Having a baby has played absolute fucking havoc with my hormones and my emotions.
I used to like a good cry before but wow ok sure, now it’s like OMG A CANCER ADVERT LET ME SIT HERE AND SILENTLY WEEP INTO MY BABY’S SLEEPSUIT.
So I thought, in the interest of keeping things ~ReAl~ I would document all the things that have made me a bit teary over the past 31 days.
I hope someone can relate or have a silent lol to themselves on my behalf. Here goes…
1. A £5.99 sleepsuit setting off the alarms in Westfield Stratford when I was half an hour late for a shoot and UNABLE TO FIND A PAIR OF FUCKING BLACK TROUSERS TO GO OVER MY GIGANTIC BUM.
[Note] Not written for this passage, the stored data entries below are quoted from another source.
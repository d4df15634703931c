/// Free-list of reusable vectors.
///
/// Buffers move out on `acquire` and back on `release`, so a caller cannot
/// keep a pooled buffer and also hand it back. `outstanding` counts buffers
/// currently handed out; at the end of a frame it must be zero.
#[derive(Debug)]
pub struct Pool<T> {
    free: Vec<Vec<T>>,
    capacity: usize,
    outstanding: usize,
    allocations: u64,
}

impl<T> Pool<T> {
    pub fn new(capacity: usize) -> Self {
        Self {
            free: Vec::with_capacity(capacity),
            capacity,
            outstanding: 0,
            allocations: 0,
        }
    }

    pub fn acquire(&mut self) -> Vec<T> {
        self.outstanding = self.outstanding.saturating_add(1);
        match self.free.pop() {
            Some(buffer) => buffer,
            None => {
                self.allocations = self.allocations.saturating_add(1);
                Vec::new()
            }
        }
    }

    /// Clears `buffer` and keeps it for reuse unless the pool is full.
    pub fn release(&mut self, mut buffer: Vec<T>) {
        buffer.clear();
        self.outstanding = self.outstanding.saturating_sub(1);
        if self.free.len() < self.capacity {
            self.free.push(buffer);
        }
    }

    pub fn outstanding(&self) -> usize {
        self.outstanding
    }

    pub fn free_len(&self) -> usize {
        self.free.len()
    }

    /// Total fresh allocations since creation; stays flat once warm.
    pub fn allocations(&self) -> u64 {
        self.allocations
    }

    pub fn free_buffers_are_empty(&self) -> bool {
        self.free.iter().all(Vec::is_empty)
    }
}
use std::collections::BTreeMap;

use crate::app::Camera2D;
use crate::config::InterpolationConfig;

use super::geom::{Facing, Rect, Vec2};
use super::world::{EntityClass, EntityId, RemoteSnapshot};

#[derive(Debug, Clone, PartialEq)]
pub struct InterpolatedEntity {
    pub id: EntityId,
    pub class: EntityClass,
    pub render: Vec2,
    pub target: Vec2,
    pub facing: Facing,
    pub harvesting: bool,
}

/// Display positions for every remote entity, smoothed toward the latest
/// snapshot.
#[derive(Debug, Clone)]
pub struct RemoteInterpolator {
    config: InterpolationConfig,
    half_size: f32,
    entities: BTreeMap<EntityId, InterpolatedEntity>,
}

impl RemoteInterpolator {
    pub fn new(config: InterpolationConfig, half_size: f32) -> Self {
        Self {
            config,
            half_size,
            entities: BTreeMap::new(),
        }
    }

    pub fn entities(&self) -> impl Iterator<Item = &InterpolatedEntity> {
        self.entities.values()
    }

    pub fn get(&self, id: EntityId) -> Option<&InterpolatedEntity> {
        self.entities.get(&id)
    }

    pub fn len(&self) -> usize {
        self.entities.len()
    }

    pub fn is_empty(&self) -> bool {
        self.entities.is_empty()
    }

    pub fn clear(&mut self) {
        self.entities.clear();
    }

    /// Mirrors the live set: new ids are seeded at their snapshot, known ids
    /// only get a new target, and vanished ids are dropped.
    pub fn sync(&mut self, live: &BTreeMap<EntityId, RemoteSnapshot>) {
        self.entities.retain(|id, _| live.contains_key(id));
        for snapshot in live.values() {
            self.entities
                .entry(snapshot.id)
                .and_modify(|entity| {
                    entity.target = snapshot.position;
                    entity.facing = snapshot.facing;
                    entity.class = snapshot.class;
                    entity.harvesting = snapshot.harvesting;
                })
                .or_insert_with(|| InterpolatedEntity {
                    id: snapshot.id,
                    class: snapshot.class,
                    render: snapshot.position,
                    target: snapshot.position,
                    facing: snapshot.facing,
                    harvesting: snapshot.harvesting,
                });
        }
    }

    pub fn advance(&mut self, dt_seconds: f32, camera: &Camera2D) {
        let window_seconds = self.config.smoothing_window_ms / 1000.0;
        let fraction = (dt_seconds / window_seconds).clamp(0.0, 1.0);
        let half = self.half_size;
        let snap_epsilon = self.config.snap_epsilon;

        for entity in self.entities.values_mut() {
            let body = Rect::centered(entity.render, half, half);
            if !camera.is_rect_visible(&body) {
                entity.render = entity.target;
                continue;
            }
            let remaining = entity.target - entity.render;
            let distance = remaining.length();
            if distance <= snap_epsilon {
                entity.render = entity.target;
                continue;
            }
            let step = (distance * fraction).min(distance);
            entity.render = entity.render + remaining * (step / distance);
        }
    }
}

#[cfg(test)]
mod tests {
    use super::*;
    use crate::app::rendering::transform::Viewport;
    use crate::config::CameraConfig;

    const DT: f32 = 1.0 / 60.0;

    fn camera() -> Camera2D {
        Camera2D::new(
            &CameraConfig::default(),
            Viewport {
                width: 320,
                height: 240,
            },
        )
    }

    fn snapshot(id: u64, x: f32, y: f32) -> RemoteSnapshot {
        RemoteSnapshot {
            id: EntityId(id),
            class: EntityClass::Player,
            position: Vec2::new(x, y),
            facing: Facing::Down,
            harvesting: false,
        }
    }

    fn live(snapshots: &[RemoteSnapshot]) -> BTreeMap<EntityId, RemoteSnapshot> {
        snapshots.iter().map(|s| (s.id, s.clone())).collect()
    }

    fn interpolator() -> RemoteInterpolator {
        RemoteInterpolator::new(InterpolationConfig::default(), 8.0)
    }

    #[test]
    fn first_sighting_seeds_without_interpolation() {
        let mut interp = interpolator();
        interp.sync(&live(&[snapshot(2, 30.0, 40.0)]));
        let entity = interp.get(EntityId(2)).expect("seeded");
        assert_eq!(entity.render, Vec2::new(30.0, 40.0));
        assert_eq!(entity.target, entity.render);
    }

    #[test]
    fn departed_ids_are_removed_on_sync() {
        let mut interp = interpolator();
        interp.sync(&live(&[snapshot(2, 0.0, 0.0), snapshot(3, 1.0, 1.0)]));
        interp.sync(&live(&[snapshot(3, 1.0, 1.0)]));
        assert!(interp.get(EntityId(2)).is_none());
        assert_eq!(interp.len(), 1);
    }

    #[test]
    fn render_converges_monotonically_inside_margin() {
        let camera = camera();
        let mut interp = interpolator();
        interp.sync(&live(&[snapshot(5, 0.0, 0.0)]));
        interp.sync(&live(&[snapshot(5, 60.0, 0.0)]));

        let mut previous = f32::INFINITY;
        for _ in 0..200 {
            interp.advance(DT, &camera);
            let entity = interp.get(EntityId(5)).expect("entity");
            let distance = entity.render.distance(entity.target);
            if distance == 0.0 {
                return;
            }
            assert!(distance < previous, "{distance} >= {previous}");
            previous = distance;
        }
        panic!("did not reach target, remaining {previous}");
    }

    #[test]
    fn outside_margin_snaps_in_one_frame() {
        let camera = camera();
        let mut interp = interpolator();
        interp.sync(&live(&[snapshot(7, 1000.0, 1000.0)]));
        interp.sync(&live(&[snapshot(7, 1100.0, 900.0)]));
        interp.advance(DT, &camera);
        let entity = interp.get(EntityId(7)).expect("entity");
        assert_eq!(entity.render, entity.target);
    }

    #[test]
    fn later_snapshot_updates_target_and_facing_only() {
        let mut interp = interpolator();
        interp.sync(&live(&[snapshot(4, 0.0, 0.0)]));
        let mut moved = snapshot(4, 10.0, 0.0);
        moved.facing = Facing::Right;
        interp.sync(&live(&[moved]));
        let entity = interp.get(EntityId(4)).expect("entity");
        assert_eq!(entity.render, Vec2::ZERO);
        assert_eq!(entity.target, Vec2::new(10.0, 0.0));
        assert_eq!(entity.facing, Facing::Right);
    }
}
2. A train ticket lady who told me off for sitting in First Class when I only had a Standard Class ticket. My fault entirely, except one of her colleagues had told me to sit there because it was the only spot with room for a pram. Would have probably been OK if she didn’t have such a hideously patronising Dolores Umbridge tone about her. ‘I will let you off this ONE time, but next time…’. Thanks hun, appreciate been spoken to like a naughty seven-year-old kid on the playground. Can promise you I wasn’t omg so desperate to get one over on you and sit in first class with all the rich men in suits.
3. Dolly Alderton’s Everything I Know About Love. Most notably the chapter entitled ‘Florence’.
4. Reciting the story about Dolores Umbridge to my pal Debs a week after it happened. The bit that got me was reliving whispering ‘mummy loves you’ over and over again to Atti as I silently wept whilst surrounded by strangers.
5. Uploading a blog post, sharing on Twitter and then walking away from it for the day. Then coming back later that evening and thinking ‘heh, wondered if it’s had any comments’ and then being absolutely FLOORED by the responses. And not in the good way. In the ‘are you OK to look after the baby for five whilst I lock myself in the bathroom and try and compose myself?’ way.
6. My first cystitis bout in three years taking hold of me and trying to kill me. I cried big meaty ‘I need an epidural’ tears as I pissed tiny shards of glass (not really) into a fancy marble toilet in a Kent seaside hotel.
7. A follower tagging me in their Instagram post with beautiful and kind words about me and I didn’t even realise I needed to hear them because I was feeling so chipper and happy and it’s just fucking delicious when we’re nice to each other isn’t it. ‘I so wish we could bottle her positivity and hand one to every woman who suffers from insecurities about her body.’ Weep weep weep.
8. Being overwhelmed by emails and work briefs and re-shooting content and contracts whilst trying to solo parent in the exact same breath. Letting one tear poetically fall down my cheek before pulling myself together and hustling like a bad ass bitch.
9. Writing an Instagram caption reflecting on the reality behind an old image I’d uploaded the previous year whilst doing a West Coast road trip. I mentioned feeling caught up in a web of grief following the death of my darling Babcia a few weeks previously and referenced Ed Sheeran’s ‘Supermarket Flowers’. I had the lyrics in my head for hours afterwards, and then, in a moment of sofa solitude, I let myself feel the raw grief all over again.